Quand, en 1717, le territoire des Illinois fut annexé à la Louisiane, Liette se trouvait encore parmi les Indiens, chez qui il travaillait en faveur des intérêts français. Il fut nommé capitaine dans les troupes de la marine de la Louisiane en 1720 mais démissionna presque immédiatement et retourna à Montréal. Un acte notarié, signé le 9 juin 1721, à la veille de son départ pour l’Ouest, est le dernier document sûr que l’on ait concernant Pierre-Charles de Liette ; après cela, les renseignements que l’on possède deviennent fragmentaires et, jusqu’à un certain point, contradictoires, Charlevoix* prétendit que Liette était mort chez les Natchez, peu avant décembre 1721. Il est pourtant possible qu’il se soit trompé car, entre 1722 et 1728, il y eut un Liette, qui servit dans les territoires des Natchez et des Illinois. Était-ce Pierre-Charles ? C’est possible, mais il s’agissait peut-être d’un fils d’Alphonse Tonty (autre que Charles-Henri-Joseph Tonty*, sieur de Liette, que l’on retrouve dans l’Ouest, après 1728) ; ou encore, tout comme François-Marie Bissot de Vinsenne et Philippe-Thomas Chabert* de Joncaire succédèrent à leurs pères parmi les Miamis et les Tsonnontouans, il est possible qu’un fils de Pierre-Charles, issu peut-être d’une mère illinoise, l’ait remplacé auprès des Illinois.
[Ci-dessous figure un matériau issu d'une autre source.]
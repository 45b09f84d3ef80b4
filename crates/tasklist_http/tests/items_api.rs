use axum::http::{self, Request, StatusCode};
use axum::Router;
use http_body_util::BodyExt;
use tasklist_core::Item;
use tasklist_test_utils::{seed_numbered_items, TestStore};
use tower::ServiceExt;

/// One isolated store per test, seeded with `Item 1`..`Item 10` (ids 1..10).
fn seeded_fixture() -> (TestStore, Router) {
    let store = TestStore::in_memory().seed_with(|s| seed_numbered_items(s, 10));
    let app = tasklist_http::app(store.conn_handle());
    (store, app)
}

async fn body_json<T: serde::de::DeserializeOwned>(response: axum::response::Response) -> T {
    let bytes = response.into_body().collect().await.unwrap().to_bytes();
    serde_json::from_slice(&bytes).unwrap()
}

async fn body_bytes(response: axum::response::Response) -> bytes::Bytes {
    response.into_body().collect().await.unwrap().to_bytes()
}

fn json_request(method: &str, uri: &str, body: &str) -> Request<String> {
    Request::builder()
        .method(method)
        .uri(uri)
        .header(http::header::CONTENT_TYPE, "application/json")
        .body(body.to_string())
        .unwrap()
}

fn bare_request(method: &str, uri: &str) -> Request<String> {
    Request::builder()
        .method(method)
        .uri(uri)
        .body(String::new())
        .unwrap()
}

// --- list ---

#[tokio::test]
async fn get_all_returns_the_seeded_items() {
    let (_store, app) = seeded_fixture();

    let resp = app.oneshot(bare_request("GET", "/api/items")).await.unwrap();

    assert_eq!(resp.status(), StatusCode::OK);
    let items: Vec<Item> = body_json(resp).await;
    assert_eq!(items.len(), 10);
    assert_eq!(items[0].id, 1);
    assert_eq!(items[9].description, "Item 10");
}

// --- get by id ---

#[tokio::test]
async fn get_by_id_returns_not_found_given_unknown_id() {
    let (_store, app) = seeded_fixture();

    let resp = app
        .oneshot(bare_request("GET", "/api/items/99"))
        .await
        .unwrap();

    assert_eq!(resp.status(), StatusCode::NOT_FOUND);
}

#[tokio::test]
async fn get_by_id_returns_item_given_valid_id() {
    let (_store, app) = seeded_fixture();

    let resp = app
        .oneshot(bare_request("GET", "/api/items/2"))
        .await
        .unwrap();

    assert_eq!(resp.status(), StatusCode::OK);
    let item: Item = body_json(resp).await;
    assert_eq!(item.id, 2);
    assert_eq!(item.description, "Item 2");
}

// --- create ---

#[tokio::test]
async fn create_returns_bad_request_given_no_payload() {
    let (store, app) = seeded_fixture();

    let resp = app
        .oneshot(bare_request("POST", "/api/items"))
        .await
        .unwrap();

    assert_eq!(resp.status(), StatusCode::BAD_REQUEST);
    assert_eq!(store.item_count(), 10);
}

#[tokio::test]
async fn create_returns_bad_request_given_malformed_json() {
    let (store, app) = seeded_fixture();

    let resp = app
        .oneshot(json_request("POST", "/api/items", "{not json"))
        .await
        .unwrap();

    assert_eq!(resp.status(), StatusCode::BAD_REQUEST);
    assert_eq!(store.item_count(), 10);
}

#[tokio::test]
async fn create_returns_bad_request_when_description_is_missing_or_empty() {
    let (store, app) = seeded_fixture();

    for body in ["{}", r#"{"description":""}"#, r#"{"description":"   "}"#] {
        let resp = app
            .clone()
            .oneshot(json_request("POST", "/api/items", body))
            .await
            .unwrap();
        assert_eq!(resp.status(), StatusCode::BAD_REQUEST, "body: {body}");
    }

    // No failed create mutated the store.
    assert_eq!(store.item_count(), 10);
}

#[tokio::test]
async fn create_returns_newly_created_item() {
    let (store, app) = seeded_fixture();

    let resp = app
        .oneshot(json_request(
            "POST",
            "/api/items",
            r#"{"description":"This is a new task"}"#,
        ))
        .await
        .unwrap();

    assert_eq!(resp.status(), StatusCode::CREATED);
    let location = resp
        .headers()
        .get(http::header::LOCATION)
        .expect("created response carries a location")
        .to_str()
        .unwrap()
        .to_string();
    let created: Item = body_json(resp).await;
    assert_eq!(created.id, 11);
    assert_eq!(location, "/api/items/11");

    let found = store
        .find_where(|item| item.description == "This is a new task")
        .expect("new item visible through the harness");
    assert_eq!(found.id, 11);
    assert_eq!(store.item_count(), 11);
}

#[tokio::test]
async fn create_ignores_caller_supplied_id() {
    let (store, app) = seeded_fixture();

    let resp = app
        .oneshot(json_request(
            "POST",
            "/api/items",
            r#"{"id":500,"description":"identity comes from the store"}"#,
        ))
        .await
        .unwrap();

    assert_eq!(resp.status(), StatusCode::CREATED);
    let created: Item = body_json(resp).await;
    assert_eq!(created.id, 11);
    assert!(store.find_by_id(500).is_none());
}

// --- update ---

#[tokio::test]
async fn update_returns_bad_request_when_body_id_mismatches_path() {
    let (_store, app) = seeded_fixture();

    let resp = app
        .oneshot(json_request(
            "PUT",
            "/api/items/99",
            r#"{"id":1,"description":"Task 1"}"#,
        ))
        .await
        .unwrap();

    assert_eq!(resp.status(), StatusCode::BAD_REQUEST);
}

#[tokio::test]
async fn update_returns_bad_request_given_no_payload() {
    let (_store, app) = seeded_fixture();

    let resp = app
        .oneshot(bare_request("PUT", "/api/items/1"))
        .await
        .unwrap();

    assert_eq!(resp.status(), StatusCode::BAD_REQUEST);
}

#[tokio::test]
async fn update_returns_bad_request_when_description_is_invalid() {
    let (store, app) = seeded_fixture();

    let resp = app
        .clone()
        .oneshot(json_request(
            "PUT",
            "/api/items/1",
            r#"{"id":1,"description":null}"#,
        ))
        .await
        .unwrap();
    assert_eq!(resp.status(), StatusCode::BAD_REQUEST);

    let resp = app
        .oneshot(json_request(
            "PUT",
            "/api/items/1",
            r#"{"id":1,"description":""}"#,
        ))
        .await
        .unwrap();
    assert_eq!(resp.status(), StatusCode::BAD_REQUEST);

    // The stored row is untouched by the rejected updates.
    assert_eq!(store.find_by_id(1).unwrap().description, "Item 1");
}

#[tokio::test]
async fn update_returns_not_found_for_unknown_id_with_consistent_body() {
    let (_store, app) = seeded_fixture();

    let resp = app
        .oneshot(json_request(
            "PUT",
            "/api/items/99",
            r#"{"id":99,"description":"Task 99"}"#,
        ))
        .await
        .unwrap();

    assert_eq!(resp.status(), StatusCode::NOT_FOUND);
}

#[tokio::test]
async fn update_returns_no_content_when_item_updated() {
    let (store, app) = seeded_fixture();

    let resp = app
        .oneshot(json_request(
            "PUT",
            "/api/items/1",
            r#"{"id":1,"description":"Task 1","done":true}"#,
        ))
        .await
        .unwrap();

    assert_eq!(resp.status(), StatusCode::NO_CONTENT);
    assert!(body_bytes(resp).await.is_empty());

    let updated = store.find_by_id(1).expect("item 1 still exists");
    assert_eq!(updated.description, "Task 1");
    assert!(updated.done);
}

// --- delete ---

#[tokio::test]
async fn delete_returns_not_found_given_unknown_id() {
    let (_store, app) = seeded_fixture();

    let resp = app
        .oneshot(bare_request("DELETE", "/api/items/99"))
        .await
        .unwrap();

    assert_eq!(resp.status(), StatusCode::NOT_FOUND);
}

#[tokio::test]
async fn delete_returns_no_content_and_removes_the_item() {
    let (store, app) = seeded_fixture();

    let resp = app
        .clone()
        .oneshot(bare_request("DELETE", "/api/items/2"))
        .await
        .unwrap();

    assert_eq!(resp.status(), StatusCode::NO_CONTENT);
    assert!(store.find_by_id(2).is_none());

    let resp = app
        .oneshot(bare_request("GET", "/api/items/2"))
        .await
        .unwrap();
    assert_eq!(resp.status(), StatusCode::NOT_FOUND);
}

#[tokio::test]
async fn deleted_id_is_not_reassigned_by_a_later_create() {
    let (store, app) = seeded_fixture();

    let resp = app
        .clone()
        .oneshot(bare_request("DELETE", "/api/items/10"))
        .await
        .unwrap();
    assert_eq!(resp.status(), StatusCode::NO_CONTENT);

    let resp = app
        .oneshot(json_request(
            "POST",
            "/api/items",
            r#"{"description":"takes a fresh id"}"#,
        ))
        .await
        .unwrap();
    assert_eq!(resp.status(), StatusCode::CREATED);
    let created: Item = body_json(resp).await;
    assert_eq!(created.id, 11);
    assert!(store.find_by_id(10).is_none());
}

// --- health ---

#[tokio::test]
async fn health_reports_the_core_version() {
    let store = TestStore::in_memory();
    let app = tasklist_http::app(store.conn_handle());

    let resp = app.oneshot(bare_request("GET", "/health")).await.unwrap();

    assert_eq!(resp.status(), StatusCode::OK);
    let body = body_bytes(resp).await;
    assert!(std::str::from_utf8(&body).unwrap().starts_with("tasklist "));
}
Au cours d’un séjour à Montréal, Liette écrivit le « Mémoire de De Gannes » conservé dans la Collection Ayer à la Newberry Library de Chicago. Bien que le mémoire soit signé par quelqu’un du nom de De Gannes, le contenu même de ce document révèle que Liette en est l’auteur. Dans une cinquantaine de pages imprimées, on trouve des renseignements précieux sur les Indiens illinois et miamis et sur les régions qu’ils habitaient. De plus, on y donne l’itinéraire parcouru par Liette au cours des premières années de son séjour dans l’Ouest.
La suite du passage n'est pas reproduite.